Le compagnies aériennes internationales qui opèrent à Cuba seront à court de carburant à partir de ce lundi en raison du siège pétrolier des États-Unis, selon le gouvernement du pays des Caraïbes. Pour le moment, le entreprises concernéess —principalement américains, espagnols, panaméens et mexicains— Ils n’ont pas communiqué publiquement comment ils allaient gérer cette situation.ce qui pourrait générer des modifications des itinéraires, des fréquences et des horaires, du moins à court terme.

Cette situation n'est pas nouvelle à Cuba. Dans des circonstances similaires précédentes – à la fois lors de la période spéciale des années 1990 et lors de goulots d’étranglement momentanés ces derniers mois – les compagnies aériennes avaient évité le problème en réorganisant leurs itinéraires avec des escales supplémentaires pour faire le plein au Mexique ou en République dominicaine.

La majorité des vols qui relient l'île au monde extérieur couvrent des routes vers la Floride, les États-Unis (Miami, Tampa, Fort Lauderdale), l'Espagne (Madrid), Panama (Panama) et le Mexique (Mexico, Mérida, Cancún), bien que Cuba ait également des liaisons régulières avec Bogota (Colombie), Saint-Domingue (République dominicaine) et Caracas (Venezuela).

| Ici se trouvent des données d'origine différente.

//! External handle on a submitted job: state waits, result reads, and
//! subscription callbacks.

use crate::error::EngineError;
use crate::runtime::Command;
use drover_core::{JobId, JobState};
use smol_str::SmolStr;
use std::time::Duration;
use tokio::sync::{broadcast, mpsc, watch};

/// Update key for state transitions. Other keys are reserved for future
/// progress streams.
pub const KEY_STATE_CHANGE: &str = "state-change";

/// Snapshot published to observers on every transition.
#[derive(Debug, Clone, PartialEq)]
pub struct Observed {
    pub state: JobState,
    pub message: Option<String>,
    pub result: Option<serde_json::Value>,
}

/// One element of the observer's update stream. Emitted for every
/// persistable transition.
#[derive(Debug, Clone, PartialEq)]
pub struct StateUpdate {
    pub key: SmolStr,
    pub state: JobState,
    pub message: Option<String>,
}

/// Handle pinned to exactly one job. Returned by
/// [`crate::JobManager::submit`]; there is at most one per job.
#[derive(Debug)]
pub struct JobObserver {
    id: JobId,
    state_rx: watch::Receiver<Observed>,
    updates_tx: broadcast::Sender<StateUpdate>,
    cmd_tx: mpsc::UnboundedSender<Command>,
}

impl JobObserver {
    pub(crate) fn new(
        id: JobId,
        state_rx: watch::Receiver<Observed>,
        updates_tx: broadcast::Sender<StateUpdate>,
        cmd_tx: mpsc::UnboundedSender<Command>,
    ) -> Self {
        Self { id, state_rx, updates_tx, cmd_tx }
    }

    pub fn job_id(&self) -> &JobId {
        &self.id
    }

    /// Current state, without waiting.
    pub fn state(&self) -> JobState {
        self.state_rx.borrow().state
    }

    /// Current state message, without waiting.
    pub fn state_message(&self) -> Option<String> {
        self.state_rx.borrow().message.clone()
    }

    /// The job's result, if it has succeeded.
    pub fn result(&self) -> Option<serde_json::Value> {
        self.state_rx.borrow().result.clone()
    }

    /// Wait until the job has been enqueued (left `New`). Returns the
    /// current state on timeout.
    pub async fn wait_until_added(&self, timeout: Duration) -> JobState {
        self.wait_for(timeout, |o| o.state != JobState::New).await.state
    }

    /// Wait until the job settles in a terminal state. Returns the current
    /// state on timeout.
    pub async fn wait_for_terminal_state(&self, timeout: Duration) -> JobState {
        self.wait_for(timeout, |o| o.state.is_terminal()).await.state
    }

    /// Wait for the job to finish, then read its result. `None` on timeout
    /// or on a resultless (failed) terminal state.
    pub async fn await_result(&self, timeout: Duration) -> Option<serde_json::Value> {
        self.wait_for(timeout, |o| o.state.is_terminal()).await.result
    }

    async fn wait_for(&self, timeout: Duration, cond: impl FnMut(&Observed) -> bool) -> Observed {
        let mut rx = self.state_rx.clone();
        let result = tokio::time::timeout(timeout, rx.wait_for(cond)).await;
        match result {
            Ok(Ok(observed)) => observed.clone(),
            // Timeout, or the job was evicted (sender dropped): report the
            // last published snapshot.
            _ => self.state_rx.borrow().clone(),
        }
    }

    /// Register a callback fired on every persistable transition. Dispatch
    /// happens on a spawned task; a slow callback can lose intermediate
    /// updates but never the ordering of the ones it sees.
    pub fn subscribe(&self, on_update: impl Fn(StateUpdate) + Send + 'static) {
        let mut rx = self.updates_tx.subscribe();
        tokio::spawn(async move {
            loop {
                match rx.recv().await {
                    Ok(update) => on_update(update),
                    Err(broadcast::error::RecvError::Lagged(missed)) => {
                        tracing::warn!(missed, "observer update stream lagged");
                    }
                    Err(broadcast::error::RecvError::Closed) => break,
                }
            }
        });
    }

    /// Register a callback fired once when the job reaches a terminal state.
    pub fn subscribe_on_complete(&self, on_complete: impl FnOnce(Observed) + Send + 'static) {
        let mut rx = self.state_rx.clone();
        tokio::spawn(async move {
            let wait_result = rx.wait_for(|o| o.state.is_terminal()).await.map(|o| o.clone());
            let observed = match wait_result {
                Ok(observed) => observed,
                Err(_) => rx.borrow().clone(),
            };
            if observed.state.is_terminal() {
                on_complete(observed);
            }
        });
    }

    /// Cancel the observed job. Idempotent.
    pub async fn cancel(&self) {
        let (reply, ack) = tokio::sync::oneshot::channel();
        if self
            .cmd_tx
            .send(Command::Cancel { id: self.id.clone(), reply: Some(reply) })
            .is_ok()
        {
            let _ = ack.await;
        }
    }

    /// Request a state transition for the observed job (the asynchronous
    /// completion path for handlers whose `do_work` returned `Busy`).
    pub async fn request_state(&self, state: JobState) -> Result<JobState, EngineError> {
        let (reply, response) = tokio::sync::oneshot::channel();
        self.cmd_tx
            .send(Command::RequestState { id: self.id.clone(), state, reply })
            .map_err(|_| EngineError::Closed)?;
        response.await.map_err(|_| EngineError::Closed)?
    }
}
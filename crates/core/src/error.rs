//! Error types for policy binding and dependency edges.

use crate::id::JobId;
use thiserror::Error;

/// Errors raised by [`crate::RunPolicy`] binding.
#[derive(Debug, Error, PartialEq, Eq)]
pub enum PolicyError {
    #[error("run policy is already bound to job {bound}, cannot re-bind to {requested}")]
    AlreadyBound { bound: JobId, requested: JobId },
}

/// Errors raised while adding or validating dependency edges.
#[derive(Debug, Error, PartialEq, Eq)]
pub enum DependError {
    #[error("job {0} cannot depend on itself")]
    SelfDependency(JobId),

    #[error("depended job {0} is not active in this manager")]
    NotActive(JobId),

    #[error("dependency {from} -> {to} would close a cycle")]
    Cycle { from: JobId, to: JobId },
}
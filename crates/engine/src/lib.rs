// Allow panic!/unwrap/expect in test code
#![cfg_attr(test, allow(clippy::panic))]
#![cfg_attr(test, allow(clippy::unwrap_used))]
#![cfg_attr(test, allow(clippy::expect_used))]

//! drover-engine: the job scheduler and lifecycle runtime.
//!
//! A [`JobManager`] owns a single service-loop task that serializes every
//! state transition, a bounded worker pool for user work callbacks, and an
//! optional persistor. User code supplies a [`JobHandler`] per job and drives
//! it through [`JobManager::submit`].

mod error;
mod handler;
mod job;
mod manager;
mod observer;
mod registry;
mod runtime;

#[cfg(any(test, feature = "test-support"))]
pub mod testing;

pub use error::EngineError;
pub use handler::{JobHandler, Scope};
pub use job::{Job, JobSnapshot};
pub use manager::{JobManager, JobManagerBuilder};
pub use observer::{JobObserver, Observed, StateUpdate, KEY_STATE_CHANGE};

pub use drover_core::{
    ConcurrencyPolicy, DependencyFailureStrategy, GatingCondition, JobId, JobRecord, JobState,
    RunPolicy,
};
//! One service pass over one job.

use super::Engine;
use crate::handler::Scope;
use crate::job::DEFAULT_POLL_INTERVAL;
use anyhow::bail;
use drover_core::{Clock, DependencyFailureStrategy, JobId, JobState};
use std::time::Duration;

impl<C: Clock> Engine<C> {
    /// Service a job; any callback error faults it.
    pub(crate) async fn service_job(&mut self, id: &JobId) {
        if !self.registry.contains(id) {
            return;
        }
        if let Err(e) = self.service_pass(id).await {
            tracing::error!(job_id = %id, error = %e, "service pass error, faulting job");
            self.apply_transition(id, JobState::Faulted, Some(e.to_string())).await;
        }
    }

    /// One pass: enqueue, prepare, start, poll, reschedule.
    async fn service_pass(&mut self, id: &JobId) -> anyhow::Result<()> {
        if let Err(e) = self.ensure_policy(id) {
            bail!("failed to attach run policy: {e}");
        }
        let original = self.current_state(id);
        if original == Some(JobState::New) {
            self.pass_new(id).await?;
        }
        if matches!(self.current_state(id), Some(JobState::Wait) | Some(JobState::Ready)) {
            self.pass_prepare(id).await?;
        }
        if self.current_state(id) == Some(JobState::Ready) {
            self.pass_start(id).await?;
        }
        if self.current_state(id) == Some(JobState::Busy) {
            self.pass_busy(id).await?;
        }
        if let Some(state) = self.current_state(id) {
            if !state.is_terminal() {
                self.schedule_next_wake(id, state);
            }
        }
        Ok(())
    }

    /// First pass for a new job: collision check, edge validation, and
    /// `on_added`. Afterwards every other active job hears about it.
    async fn pass_new(&mut self, id: &JobId) -> anyhow::Result<()> {
        self.check_collisions(id).await;

        if self.current_state(id) == Some(JobState::New) {
            if self.registry.has_cycle_through(id) {
                bail!("pre-submission dependencies close a cycle");
            }
            let Some(entry) = self.registry.get(id) else { return Ok(()) };
            let handler = entry.handler.clone();
            let mut scope = Scope::new(self, id.clone());
            let state = handler.on_added(&mut scope)?;
            let state = match state {
                JobState::New => bail!("on_added returned new"),
                // A job cannot skip straight past preparation.
                JobState::Ready => JobState::Wait,
                state => state,
            };
            self.apply_transition(id, state, None).await;
        }

        // Publish the newcomer to the rest of the registry. Insertion order;
        // stop early if a callback drove the new job to a terminal state.
        if self.current_state(id).is_none_or(|s| s.is_terminal()) {
            return Ok(());
        }
        let Some(added) = self.record_for_callbacks(id) else { return Ok(()) };
        let others: Vec<JobId> = self
            .registry
            .iter()
            .filter(|(jid, entry)| {
                *jid != id && !entry.state().is_terminal() && entry.state() != JobState::New
            })
            .map(|(jid, _)| jid.clone())
            .collect();
        for other in others {
            let Some(entry) = self.registry.get(&other) else { continue };
            let handler = entry.handler.clone();
            let mut scope = Scope::new(self, other.clone());
            handler.on_new_job_added(&mut scope, &added);
            if self.current_state(id).is_none_or(|s| s.is_terminal()) {
                break;
            }
        }
        Ok(())
    }

    /// Decide Wait vs Ready (or fault) from dependencies, `on_prepare`, and
    /// the run policy.
    async fn pass_prepare(&mut self, id: &JobId) -> anyhow::Result<()> {
        let now = self.now_ms();
        let Some(entry) = self.registry.get(id) else { return Ok(()) };
        let handler = entry.handler.clone();
        let deps = entry.record.depends.snapshot();

        let mut forced: Option<JobState> = None;
        let mut fault_message: Option<String> = None;
        let mut blocked = false;
        for (dep_id, strategy) in deps {
            let Some(depended) = self.registry.get(&dep_id) else {
                // Evicted depended jobs were removable, hence satisfied.
                continue;
            };
            if depended.state() == JobState::Faulted {
                if strategy == DependencyFailureStrategy::CascadeFailure {
                    let state = handler.on_dependency_failed(&dep_id);
                    let state = if state == JobState::New { JobState::Faulted } else { state };
                    forced = Some(state);
                    fault_message = Some(format!("depended job {dep_id} faulted"));
                    break;
                }
                // IgnoreFailure: a faulted depended neither blocks nor fails
                // this job.
                continue;
            }
            if !depended.record.is_satisfied() {
                blocked = true;
            }
        }

        let state = match forced {
            Some(state) => state,
            None if blocked => JobState::Wait,
            None => {
                let mut scope = Scope::new(self, id.clone());
                match handler.on_prepare(&mut scope)? {
                    s @ (JobState::New | JobState::Busy) => bail!("on_prepare returned {s}"),
                    s => s,
                }
            }
        };

        let Some(entry) = self.registry.get_mut(id) else { return Ok(()) };
        let Some(policy) = entry.policy.as_mut() else { return Ok(()) };
        let state = if state == JobState::Ready && !policy.should_start(now) {
            JobState::Wait
        } else {
            state
        };
        let validated = policy.validate_requested_state(state, now);
        // Keep the gating/retry message visible while parked in Wait.
        if validated == JobState::Wait {
            entry.publish_observed();
        }
        self.apply_transition(id, validated, fault_message).await;
        Ok(())
    }

    /// Ready: open an attempt and hand the work callback to the pool.
    async fn pass_start(&mut self, id: &JobId) -> anyhow::Result<()> {
        let now = self.now_ms();
        let Some(entry) = self.registry.get_mut(id) else { return Ok(()) };
        entry.abort_worker();
        let Some(policy) = entry.policy.as_mut() else { return Ok(()) };
        policy.on_attempt_started(now);
        self.apply_transition(id, JobState::Busy, None).await;
        if self.current_state(id) == Some(JobState::Busy) {
            self.spawn_worker(id);
        }
        Ok(())
    }

    /// Busy: poll progress and enforce the attempt timeout.
    async fn pass_busy(&mut self, id: &JobId) -> anyhow::Result<()> {
        let Some(entry) = self.registry.get(id) else { return Ok(()) };
        let handler = entry.handler.clone();
        let state = handler.check_progress()?;
        if state == JobState::New {
            bail!("check_progress returned new");
        }

        let now = self.now_ms();
        let Some(entry) = self.registry.get_mut(id) else { return Ok(()) };
        let Some(policy) = entry.policy.as_mut() else { return Ok(()) };
        let deadline = policy.time_attempt_started_ms().saturating_add(policy.attempt_timeout_ms());
        if !state.is_terminal() && policy.attempt_in_progress() && now > deadline {
            entry.abort_worker();
            let Some(policy) = self.registry.get_mut(id).and_then(|e| e.policy.as_mut()) else {
                return Ok(());
            };
            let validated = policy.validate_requested_state(JobState::Ready, now);
            tracing::debug!(job_id = %id, "attempt timed out, recycling");
            self.apply_transition(id, validated, None).await;
        } else {
            let validated = policy.validate_requested_state(state, now);
            self.apply_transition(id, validated, None).await;
        }
        Ok(())
    }

    /// Compute when the loop should look at this job again.
    fn schedule_next_wake(&mut self, id: &JobId, state: JobState) {
        let now = self.now_ms();
        let Some(entry) = self.registry.get(id) else { return };
        let deps = entry.record.depends.snapshot();
        let (next_attempt, attempt_deadline) = match entry.policy.as_ref() {
            Some(p) => (
                p.time_of_next_attempt_ms(),
                p.time_attempt_started_ms().saturating_add(p.attempt_timeout_ms()),
            ),
            None => (0, u64::MAX),
        };

        let sleep_ms: Option<u64> = match state {
            JobState::Wait => {
                // Wake on depended completion where possible; poke depended
                // jobs that have not started yet.
                let mut armed = false;
                for (dep_id, _) in deps {
                    let Some(depended) = self.registry.get_mut(&dep_id) else { continue };
                    if depended.state().is_terminal() {
                        continue;
                    }
                    depended.notify_on_done.insert(id.clone());
                    armed = true;
                    if matches!(depended.state(), JobState::New | JobState::Ready) {
                        self.immediate.push_back(dep_id.clone());
                    }
                }
                if armed {
                    None
                } else {
                    let Some(entry) = self.registry.get_mut(id) else { return };
                    let poll = entry.poll.increment().as_millis() as u64;
                    Some(poll.max(next_attempt.saturating_sub(now)))
                }
            }
            JobState::Ready => Some(next_attempt.saturating_sub(now)),
            JobState::Busy => {
                let Some(entry) = self.registry.get_mut(id) else { return };
                let poll = entry.poll.increment().as_millis() as u64;
                Some(poll.min(attempt_deadline.saturating_sub(now)))
            }
            // New should not survive a pass; look again shortly.
            JobState::New => Some(0),
            _ => None,
        };

        if let Some(ms) = sleep_ms {
            let Some(entry) = self.registry.get_mut(id) else { return };
            entry.wake_seq = entry.wake_seq.wrapping_add(1);
            let delay = Duration::from_millis(ms).max(DEFAULT_POLL_INTERVAL);
            self.wake_requests.push((id.clone(), entry.wake_seq, delay));
        }
    }
}
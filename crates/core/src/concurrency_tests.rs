use super::*;
use yare::parameterized;

#[test]
fn key_components_must_be_non_empty() {
    assert_eq!(CollisionKey::new(Vec::<&str>::new()), Err(EmptyKeyComponent));
    assert_eq!(CollisionKey::new(["a", ""]), Err(EmptyKeyComponent));
    assert!(CollisionKey::new(["a", "b"]).is_ok());
}

#[test]
fn key_equality_is_pairwise_and_ordered() {
    let ab = CollisionKey::new(["a", "b"]).unwrap();
    let ab2 = CollisionKey::new(["a", "b"]).unwrap();
    let ba = CollisionKey::new(["b", "a"]).unwrap();
    assert_eq!(ab, ab2);
    assert_ne!(ab, ba);
}

#[test]
fn collision_requires_same_variant_and_key() {
    let fifo = ConcurrencyPolicy::fifo(["upload", "42"]).unwrap();
    let fifo2 = ConcurrencyPolicy::fifo(["upload", "42"]).unwrap();
    let fifo_other = ConcurrencyPolicy::fifo(["upload", "43"]).unwrap();
    let keep = ConcurrencyPolicy::keep_existing(["upload", "42"]).unwrap();

    assert!(fifo.collides_with(&fifo2));
    assert!(!fifo.collides_with(&fifo_other));
    assert!(!fifo.collides_with(&keep));
}

#[parameterized(
    fifo = { ConcurrencyPolicy::fifo(["k"]).unwrap(), "fifo" },
    keep = { ConcurrencyPolicy::keep_existing(["k"]).unwrap(), "keep_existing" },
    replace = { ConcurrencyPolicy::replace_existing(["k"]).unwrap(), "replace_existing" },
)]
fn display_names(policy: ConcurrencyPolicy, expected: &str) {
    assert_eq!(policy.to_string(), expected);
}

#[test]
fn key_display_joins_parts() {
    let key = CollisionKey::new(["sync", "acct-7"]).unwrap();
    assert_eq!(key.to_string(), "sync:acct-7");
}

#[test]
fn serde_round_trip() {
    let policy = ConcurrencyPolicy::keep_existing(["a", "b"]).unwrap();
    let json = serde_json::to_string(&policy).unwrap();
    let back: ConcurrencyPolicy = serde_json::from_str(&json).unwrap();
    assert_eq!(back, policy);
}
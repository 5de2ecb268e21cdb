//! Engine behavior tests, driven through the public `JobManager` API under
//! paused tokio time.

mod collisions;
mod dependencies;
mod persistence;
mod service;

use crate::manager::{JobManager, JobManagerBuilder};
use crate::testing::TokioClock;
use std::time::Duration;

pub(crate) const WAIT: Duration = Duration::from_secs(30);

/// Manager with a paused-time-friendly clock and a small pool.
pub(crate) fn manager() -> JobManager {
    builder().build()
}

pub(crate) fn builder() -> JobManagerBuilder<TokioClock> {
    JobManager::builder().clock(TokioClock::new()).worker_cap(4)
}
use super::*;

#[test]
fn generated_ids_are_unique_and_prefixed() {
    let a = JobId::generate();
    let b = JobId::generate();
    assert_ne!(a, b);
    assert!(a.as_str().starts_with(JobId::PREFIX));
    assert_eq!(a.as_str().len(), JobId::PREFIX.len() + 19);
}

#[test]
fn equality_is_by_value() {
    let a = JobId::new("job-upload-1");
    let b = JobId::new("job-upload-1");
    let c = JobId::new("job-upload-2");
    assert_eq!(a, b);
    assert_ne!(a, c);
    assert_eq!(a, "job-upload-1");
}

#[test]
fn serde_is_transparent() {
    let id = JobId::new("job-x");
    let json = serde_json::to_string(&id).unwrap();
    assert_eq!(json, "\"job-x\"");
    let back: JobId = serde_json::from_str(&json).unwrap();
    assert_eq!(back, id);
}

#[test]
fn usable_as_map_key_via_borrow() {
    let mut map = std::collections::HashMap::new();
    map.insert(JobId::new("job-k"), 1);
    assert_eq!(map.get("job-k"), Some(&1));
}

Il président des États-Unis, Le 29 janvier, Donald Trump a signé un décret présidentiel qui menaçait de devoir aux pays qui fournissaient du pétrole à Cuba, après avoir allégué que l'île représentait un danger pour la sécurité nationale de leur pays.

Pression énergétique

Cette décision constitue un nouveau tournant dans la pression énergétique sur Cuba qui a commencé le 3 janvier, lorsque, après l'opération militaire qui s'est terminée par la capture du président du Venezuela, Nicolás Maduro, les États-Unis ont annoncé la fin du pétrole de ce pays sud-américain pour l'île.

Trump a exhorté le La Havane négocier « avant qu'il ne soit trop tard » et le gouvernement cubain a assuré être ouvert au dialogue avec Washington, même s'il a nié à plusieurs reprises être déjà plongé dans des négociations.

Le gouvernement cubain a annoncé cette semaine un plan d'urgence rigoureux pour tenter de survivre sans importations de pétrole brut et de dérivés, ce qui comprenait la fin de la vente de diesel, la réduction des heures d'ouverture des hôpitaux et des bureaux de l'État et la fermeture de certains hôtels.

Cuba y fait face nouvelle escalade américaine d'un position très désavantageusepuisqu'elle a été immergée dans un crise économique profondeavec une forte diminution et inflation, un déficit de biens de base (nourriture, médicaments et carburant), des coupures d'électricité quotidiennes prolongées et une migration massive.